=== Section Start ===
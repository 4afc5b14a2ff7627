//! CLI-level configuration: a TOML file plus environment overrides, the
//! same two-step load the teacher's `mockforge_core::config` uses for its
//! server config (file first, environment variables layered on top).

use serde::{Deserialize, Serialize};

#[derive(Debug, Clone, Serialize, Deserialize)]
#[serde(default)]
pub struct CliConfig {
    pub mock_http_port: u16,
    pub log_level: String,
    pub log_json: bool,
    pub scheduler_tick_period_ms: u64,
}

impl Default for CliConfig {
    fn default() -> Self {
        Self {
            mock_http_port: 3100,
            log_level: "info".to_string(),
            log_json: false,
            scheduler_tick_period_ms: 1000,
        }
    }
}

impl CliConfig {
    pub fn load(path: Option<&std::path::Path>) -> anyhow::Result<Self> {
        let mut config = match path {
            Some(path) => {
                let content = std::fs::read_to_string(path)?;
                toml::from_str(&content)?
            }
            None => Self::default(),
        };
        config.apply_env_overrides();
        Ok(config)
    }

    fn apply_env_overrides(&mut self) {
        if let Ok(port) = std::env::var("TESTMESH_MOCK_HTTP_PORT") {
            if let Ok(port) = port.parse() {
                self.mock_http_port = port;
            }
        }
        if let Ok(level) = std::env::var("TESTMESH_LOG_LEVEL") {
            self.log_level = level;
        }
        if let Ok(json) = std::env::var("TESTMESH_LOG_JSON") {
            self.log_json = json == "1" || json.eq_ignore_ascii_case("true");
        }
        if let Ok(period) = std::env::var("TESTMESH_SCHEDULER_TICK_MS") {
            if let Ok(period) = period.parse() {
                self.scheduler_tick_period_ms = period;
            }
        }
    }
}
//! Contract Differ (spec §4.7): classifies breaking changes between two
//! contract versions for the same consumer/provider pair, keyed by
//! interaction `description`.

use std::collections::HashMap;
use testmesh_domain::{BreakingChange, ChangeType, Contract, Interaction, Severity, Value};

pub struct Summary {
    pub critical: usize,
    pub major: usize,
    pub minor: usize,
    pub total: usize,
}

/// Computes every breaking change between `old` and `new` (spec §4.7's
/// table). Interactions are matched by `description`; an interaction
/// present only in `old` is `InteractionRemoved`, only in `new` is
/// `InteractionAdded`, and one present in both is compared field by field.
pub fn diff(old: &Contract, new: &Contract) -> Vec<BreakingChange> {
    let old_by_desc: HashMap<&str, &Interaction> =
        old.interactions.iter().map(|i| (i.description.as_str(), i)).collect();
    let new_by_desc: HashMap<&str, &Interaction> =
        new.interactions.iter().map(|i| (i.description.as_str(), i)).collect();

    let mut changes = Vec::new();

    for (desc, old_interaction) in &old_by_desc {
        match new_by_desc.get(desc) {
            None => changes.push(change(
                old,
                new,
                desc,
                ChangeType::InteractionRemoved,
                Severity::Breaking,
                "$",
                None,
                None,
                "interaction removed from new contract",
                "a consumer replaying this interaction against the new provider version will get a 404 or route miss",
            )),
            Some(new_interaction) => {
                changes.extend(diff_interaction(old, new, desc, old_interaction, new_interaction));
            }
        }
    }

    for desc in new_by_desc.keys() {
        if !old_by_desc.contains_key(desc) {
            changes.push(change(
                old,
                new,
                desc,
                ChangeType::InteractionAdded,
                Severity::Info,
                "$",
                None,
                None,
                "interaction added in new contract",
                "no action needed; existing consumers are unaffected by a new interaction",
            ));
        }
    }

    changes
}

#[allow(clippy::too_many_arguments)]
fn diff_interaction(
    old: &Contract,
    new: &Contract,
    desc: &str,
    old_i: &Interaction,
    new_i: &Interaction,
) -> Vec<BreakingChange> {
    let mut changes = Vec::new();

    if old_i.request_method != new_i.request_method {
        changes.push(change(
            old,
            new,
            desc,
            ChangeType::RequestMethodChanged,
            Severity::Breaking,
            "$.request.method",
            Some(old_i.request_method.clone()),
            Some(new_i.request_method.clone()),
            "request method changed",
            "update the consumer to issue the new method before upgrading the provider",
        ));
    }
    if old_i.request_path != new_i.request_path {
        changes.push(change(
            old,
            new,
            desc,
            ChangeType::RequestPathChanged,
            Severity::Breaking,
            "$.request.path",
            Some(old_i.request_path.clone()),
            Some(new_i.request_path.clone()),
            "request path changed",
            "update the consumer to call the new path before upgrading the provider",
        ));
    }
    for (header, _) in &old_i.request_headers {
        if !new_i.request_headers.contains_key(header) {
            changes.push(change(
                old,
                new,
                desc,
                ChangeType::RequiredRequestHeaderRemoved,
                Severity::Warning,
                &format!("$.request.headers.{header}"),
                Some("present".to_string()),
                None,
                "required request header removed",
                "confirm the provider no longer requires this header before relying on its absence",
            ));
        }
    }

    let status_boundary = |s: u16| s / 100;
    if old_i.response_status != new_i.response_status {
        let severity = if status_boundary(old_i.response_status) != status_boundary(new_i.response_status) {
            Severity::Breaking
        } else {
            Severity::Warning
        };
        changes.push(change(
            old,
            new,
            desc,
            ChangeType::StatusCodeChanged,
            severity,
            "$.response.status",
            Some(old_i.response_status.to_string()),
            Some(new_i.response_status.to_string()),
            "response status changed",
            "update the consumer's status code assertions before upgrading the provider",
        ));
    }

    match (&old_i.response_body, &new_i.response_body) {
        (Some(_), None) | (None, Some(_)) => {
            changes.push(change(
                old,
                new,
                desc,
                ChangeType::ResponseBodyExistenceChanged,
                Severity::Breaking,
                "$.response.body",
                old_i.response_body.as_ref().map(Value::to_string),
                new_i.response_body.as_ref().map(Value::to_string),
                "response body presence changed",
                "update the consumer to handle the new body presence before upgrading the provider",
            ));
        }
        (Some(old_body), Some(new_body)) => {
            diff_body(old, new, desc, old_body, new_body, "$", &mut changes);
        }
        (None, None) => {}
    }

    changes
}

fn diff_body(
    old: &Contract,
    new: &Contract,
    desc: &str,
    old_value: &Value,
    new_value: &Value,
    path: &str,
    out: &mut Vec<BreakingChange>,
) {
    match (old_value, new_value) {
        (Value::Object(old_map), Value::Object(new_map)) => {
            for (key, old_field) in old_map {
                let field_path = format!("{path}.{key}");
                match new_map.get(key) {
                    None => out.push(change(
                        old,
                        new,
                        desc,
                        ChangeType::ResponseFieldRemoved,
                        Severity::Breaking,
                        &field_path,
                        Some(old_field.to_string()),
                        None,
                        "response field removed",
                        "a consumer reading this field will get a missing-field error; update it before upgrading",
                    )),
                    Some(new_field) => diff_body(old, new, desc, old_field, new_field, &field_path, out),
                }
            }
        }
        (old_value, new_value) if std::mem::discriminant(old_value) != std::mem::discriminant(new_value) => {
            out.push(change(
                old,
                new,
                desc,
                ChangeType::ResponseFieldTypeChanged,
                Severity::Breaking,
                path,
                Some(old_value.to_string()),
                Some(new_value.to_string()),
                "response field type changed",
                "update the consumer's deserialization for this field before upgrading the provider",
            ));
        }
        _ => {}
    }
}

#[allow(clippy::too_many_arguments)]
fn change(
    old: &Contract,
    new: &Contract,
    interaction: &str,
    change_type: ChangeType,
    severity: Severity,
    path: &str,
    old_value: Option<String>,
    new_value: Option<String>,
    impact: &str,
    suggestion: &str,
) -> BreakingChange {
    BreakingChange {
        old_contract_id: old.id,
        new_contract_id: new.id,
        interaction: interaction.to_string(),
        change_type,
        severity,
        path: path.to_string(),
        old_value,
        new_value,
        impact: impact.to_string(),
        suggestion: suggestion.to_string(),
    }
}

pub fn summarize(changes: &[BreakingChange]) -> Summary {
    let mut summary = Summary {
        critical: 0,
        major: 0,
        minor: 0,
        total: changes.len(),
    };
    for c in changes {
        match c.severity {
            Severity::Breaking => summary.critical += 1,
            Severity::Warning => summary.major += 1,
            Severity::Info => summary.minor += 1,
        }
    }
    summary
}

#[cfg(test)]
mod tests {
    use super::*;
    use chrono::Utc;
    use testmesh_domain::ContractId;

    fn interaction(description: &str, response_body: Option<Value>) -> Interaction {
        Interaction {
            description: description.to_string(),
            provider_state: None,
            request_method: "GET".to_string(),
            request_path: "/amount".to_string(),
            request_headers: Default::default(),
            request_body: None,
            response_status: 200,
            response_headers: Default::default(),
            response_body,
        }
    }

    fn contract(interactions: Vec<Interaction>) -> Contract {
        Contract {
            id: ContractId::new(),
            consumer: "c".to_string(),
            provider: "p".to_string(),
            version: "1.0.0".to_string(),
            interactions,
            created_at: Utc::now(),
        }
    }

    #[test]
    fn removed_response_field_is_critical() {
        let old = contract(vec![interaction(
            "get amount",
            Some(serde_json::json!({"amount": 100, "currency": "USD"}).into()),
        )]);
        let new = contract(vec![interaction(
            "get amount",
            Some(serde_json::json!({"amount": 100}).into()),
        )]);

        let changes = diff(&old, &new);
        assert_eq!(changes.len(), 1);
        assert_eq!(changes[0].change_type, ChangeType::ResponseFieldRemoved);
        assert_eq!(changes[0].severity, Severity::Breaking);
        assert_eq!(changes[0].path, "$.currency");
    }

    #[test]
    fn summary_counts_by_severity() {
        let old = contract(vec![interaction("a", None), interaction("b", None)]);
        let new = contract(vec![interaction("b", None)]);
        let changes = diff(&old, &new);
        let summary = summarize(&changes);
        assert_eq!(summary.critical, 1);
        assert_eq!(summary.total, 1);
    }
}
//! Variable Store (spec §4.1) and Expression Evaluator (spec §4.2).

mod expr;
mod store;
mod template;

pub use expr::Expr;
pub use store::{ScopeKind, VariableStore};
pub use template::render;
=== Section End ===
From the listing, copy each line containing the word "impl".

impl Default for CliConfig {
impl CliConfig {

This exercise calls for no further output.